Les quatre pontifes se tenaient au milieu, dos à dos, sur quatre sièges d’ivoire formant la croix : le grand-prêtre d’Eschmoûn en robe d’hyacinthe, le grand-prêtre de Tanit en robe de lin blanc, le grand-prêtre de Khamon en robe de laine fauve, et le grand-prêtre de Moloch en robe de pourpre.

Hamilcar s’avança vers le candélabre. Il tourna tout autour, en considérant les mèches qui brûlaient, puis jeta sur elles une poudre parfumée ; des flammes violettes parurent à l’extrémité des branches.

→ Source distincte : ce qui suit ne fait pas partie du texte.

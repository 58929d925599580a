use thiserror::Error;
use tracing::debug;

use crate::capabilities::content_store::HttpContentStore;
use crate::capabilities::http::{
    HttpBackend, HttpError, RetryPolicy, ValidatedUrl, DEFAULT_TIMEOUT_MS, MAX_TIMEOUT_MS,
};
use crate::pagination::{DEFAULT_PAGE_SIZE, MAX_PAGE_SIZE};
use crate::preview::{PreviewConfig, PreviewGenerator};

pub const ENV_API_URL: &str = "IPDASH_API_URL";
pub const ENV_CONTENT_STORE_URL: &str = "IPDASH_CONTENT_STORE_URL";
pub const ENV_GATEWAY_URL: &str = "IPDASH_GATEWAY_URL";
pub const ENV_PAGE_SIZE: &str = "IPDASH_PAGE_SIZE";
pub const ENV_REQUEST_TIMEOUT_MS: &str = "IPDASH_REQUEST_TIMEOUT_MS";
pub const ENV_MAX_RETRIES: &str = "IPDASH_MAX_RETRIES";

const MAX_RETRIES_LIMIT: u32 = 10;

#[derive(Debug, Clone, Error, PartialEq, Eq)]
pub enum ConfigError {
    #[error("invalid value {value:?} for {var}: {reason}")]
    InvalidEnv {
        var: &'static str,
        value: String,
        reason: String,
    },

    #[error("invalid {field}: {source}")]
    InvalidUrl {
        field: &'static str,
        #[source]
        source: HttpError,
    },

    #[error("config validation failed: {0}")]
    Validation(String),
}

#[derive(Clone, Debug, PartialEq)]
pub struct DashboardConfig {
    pub api_base_url: String,
    pub content_store_url: String,
    pub gateway_base_url: String,
    pub page_size: u32,
    pub request_timeout_ms: u64,
    pub retry: RetryPolicy,
    pub preview: PreviewConfig,
}

impl Default for DashboardConfig {
    fn default() -> Self {
        Self {
            api_base_url: "http://localhost:3001/api".to_string(),
            content_store_url: "http://localhost:3001/api/ipfs/upload".to_string(),
            gateway_base_url: "https://ipfs.io/ipfs".to_string(),
            page_size: DEFAULT_PAGE_SIZE,
            request_timeout_ms: DEFAULT_TIMEOUT_MS,
            retry: RetryPolicy::none(),
            preview: PreviewConfig::default(),
        }
    }
}

impl DashboardConfig {
    /// Defaults overridden by `IPDASH_*` environment variables.
    pub fn from_env() -> Result<Self, ConfigError> {
        Self::from_lookup(|var| std::env::var(var).ok())
    }

    pub fn from_lookup<L>(lookup: L) -> Result<Self, ConfigError>
    where
        L: Fn(&str) -> Option<String>,
    {
        let mut config = Self::default();
        let get = |var: &str| lookup(var).map(|v| v.trim().to_string()).filter(|v| !v.is_empty());

        if let Some(url) = get(ENV_API_URL) {
            config.api_base_url = url;
        }
        if let Some(url) = get(ENV_CONTENT_STORE_URL) {
            config.content_store_url = url;
        }
        if let Some(url) = get(ENV_GATEWAY_URL) {
            config.gateway_base_url = url;
        }
        if let Some(value) = get(ENV_PAGE_SIZE) {
            config.page_size = parse_env(ENV_PAGE_SIZE, value)?;
        }
        if let Some(value) = get(ENV_REQUEST_TIMEOUT_MS) {
            config.request_timeout_ms = parse_env(ENV_REQUEST_TIMEOUT_MS, value)?;
        }
        if let Some(value) = get(ENV_MAX_RETRIES) {
            let max_retries: u32 = parse_env(ENV_MAX_RETRIES, value)?;
            config.retry = RetryPolicy::exponential(max_retries);
        }

        config.validate()?;
        debug!(
            api = %config.api_base_url,
            page_size = config.page_size,
            max_retries = config.retry.max_retries,
            "dashboard config loaded"
        );
        Ok(config)
    }

    pub fn validate(&self) -> Result<(), ConfigError> {
        self.api_url()?;
        self.content_store_endpoint()?;
        self.gateway_url()?;

        if self.page_size == 0 || self.page_size > MAX_PAGE_SIZE {
            return Err(ConfigError::Validation(format!(
                "page_size must be in 1..={}",
                MAX_PAGE_SIZE
            )));
        }
        if self.request_timeout_ms == 0 || self.request_timeout_ms > MAX_TIMEOUT_MS {
            return Err(ConfigError::Validation(format!(
                "request_timeout_ms must be in 1..={}",
                MAX_TIMEOUT_MS
            )));
        }
        if self.retry.max_retries > MAX_RETRIES_LIMIT {
            return Err(ConfigError::Validation(format!(
                "max_retries must be at most {}",
                MAX_RETRIES_LIMIT
            )));
        }
        if self.retry.initial_backoff_ms > self.retry.max_backoff_ms {
            return Err(ConfigError::Validation(
                "initial_backoff_ms must not exceed max_backoff_ms".into(),
            ));
        }
        if self.preview.max_edge == 0 || self.preview.max_concurrent_jobs == 0 {
            return Err(ConfigError::Validation(
                "preview max_edge and max_concurrent_jobs must be > 0".into(),
            ));
        }
        Ok(())
    }

    pub fn api_url(&self) -> Result<ValidatedUrl, ConfigError> {
        parse_url("api_base_url", &self.api_base_url)
    }

    pub fn content_store_endpoint(&self) -> Result<ValidatedUrl, ConfigError> {
        parse_url("content_store_url", &self.content_store_url)
    }

    pub fn gateway_url(&self) -> Result<ValidatedUrl, ConfigError> {
        parse_url("gateway_base_url", &self.gateway_base_url)
    }

    pub fn http_backend(&self) -> Result<HttpBackend, ConfigError> {
        HttpBackend::new(self.request_timeout_ms, self.retry.clone())
            .map_err(|e| ConfigError::Validation(e.to_string()))
    }

    pub fn content_store(&self) -> Result<HttpContentStore, ConfigError> {
        Ok(HttpContentStore::new(
            self.http_backend()?,
            self.content_store_endpoint()?,
            self.gateway_url()?,
        ))
    }

    pub fn preview_generator(&self) -> PreviewGenerator {
        PreviewGenerator::new(self.preview.clone())
    }
}

fn parse_env<T>(var: &'static str, value: String) -> Result<T, ConfigError>
where
    T: std::str::FromStr,
    T::Err: std::fmt::Display,
{
    value.parse().map_err(|e: T::Err| ConfigError::InvalidEnv {
        var,
        reason: e.to_string(),
        value,
    })
}

fn parse_url(field: &'static str, url: &str) -> Result<ValidatedUrl, ConfigError> {
    ValidatedUrl::new(url).map_err(|source| ConfigError::InvalidUrl { field, source })
}

#[cfg(test)]
mod tests {
    use super::*;
    use std::collections::HashMap;

    fn lookup(pairs: &[(&str, &str)]) -> impl Fn(&str) -> Option<String> {
        let map: HashMap<String, String> = pairs
            .iter()
            .map(|(k, v)| (k.to_string(), v.to_string()))
            .collect();
        move |key| map.get(key).cloned()
    }

    #[test]
    fn test_default_is_valid_and_never_retries() {
        let config = DashboardConfig::default();
        assert!(config.validate().is_ok());
        assert_eq!(config.retry.max_retries, 0);
        assert_eq!(config.page_size, 12);
    }

    #[test]
    fn test_env_overrides() {
        let config = DashboardConfig::from_lookup(lookup(&[
            (ENV_API_URL, "https://api.example.com/v3"),
            (ENV_PAGE_SIZE, "25"),
            (ENV_MAX_RETRIES, "3"),
            (ENV_REQUEST_TIMEOUT_MS, " 5000 "),
        ]))
        .unwrap();

        assert_eq!(config.api_url().unwrap().host(), "api.example.com");
        assert_eq!(config.page_size, 25);
        assert_eq!(config.retry.max_retries, 3);
        assert_eq!(config.request_timeout_ms, 5_000);
    }

    #[test]
    fn test_blank_env_keeps_default() {
        let config = DashboardConfig::from_lookup(lookup(&[(ENV_PAGE_SIZE, "  ")])).unwrap();
        assert_eq!(config.page_size, DEFAULT_PAGE_SIZE);
    }

    #[test]
    fn test_unparseable_env() {
        let err = DashboardConfig::from_lookup(lookup(&[(ENV_PAGE_SIZE, "twelve")])).unwrap_err();
        assert!(matches!(err, ConfigError::InvalidEnv { var: ENV_PAGE_SIZE, .. }));
    }

    #[test]
    fn test_out_of_range_values() {
        let err = DashboardConfig::from_lookup(lookup(&[(ENV_PAGE_SIZE, "500")])).unwrap_err();
        assert!(matches!(err, ConfigError::Validation(_)));

        let config = DashboardConfig {
            request_timeout_ms: 0,
            ..DashboardConfig::default()
        };
        assert!(config.validate().is_err());
    }

    #[test]
    fn test_bad_url_names_field() {
        let err = DashboardConfig::from_lookup(lookup(&[(ENV_GATEWAY_URL, "ftp://gw")])).unwrap_err();
        assert!(matches!(err, ConfigError::InvalidUrl { field: "gateway_base_url", .. }));
    }
}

Alors une voix aiguë s’éleva, une autre y répondit ; et les cent Anciens, les quatre pontifes, et Hamilcar debout, tous à la fois, entonnèrent un hymne ; et répétant toujours les mêmes syllabes et renforçant les sons, leurs voix montèrent, éclatèrent, devinrent terribles, puis, d’un seul coup, se turent.

On attendit quelque temps. Enfin Hamilcar tira de sa poitrine une petite statuette à trois têtes, bleue comme du saphir, et il la posa devant lui. C’était l’image de la Vérité, le génie même de sa parole. Puis il la replaça dans son sein, et tous, comme saisis d’une colère soudaine, crièrent :

— Ce sont tes bons amis les Barbares ! Traître ! infâme ! Tu reviens pour nous voir périr, n’est-ce pas ? Laissez-le parler ! — Non ! non !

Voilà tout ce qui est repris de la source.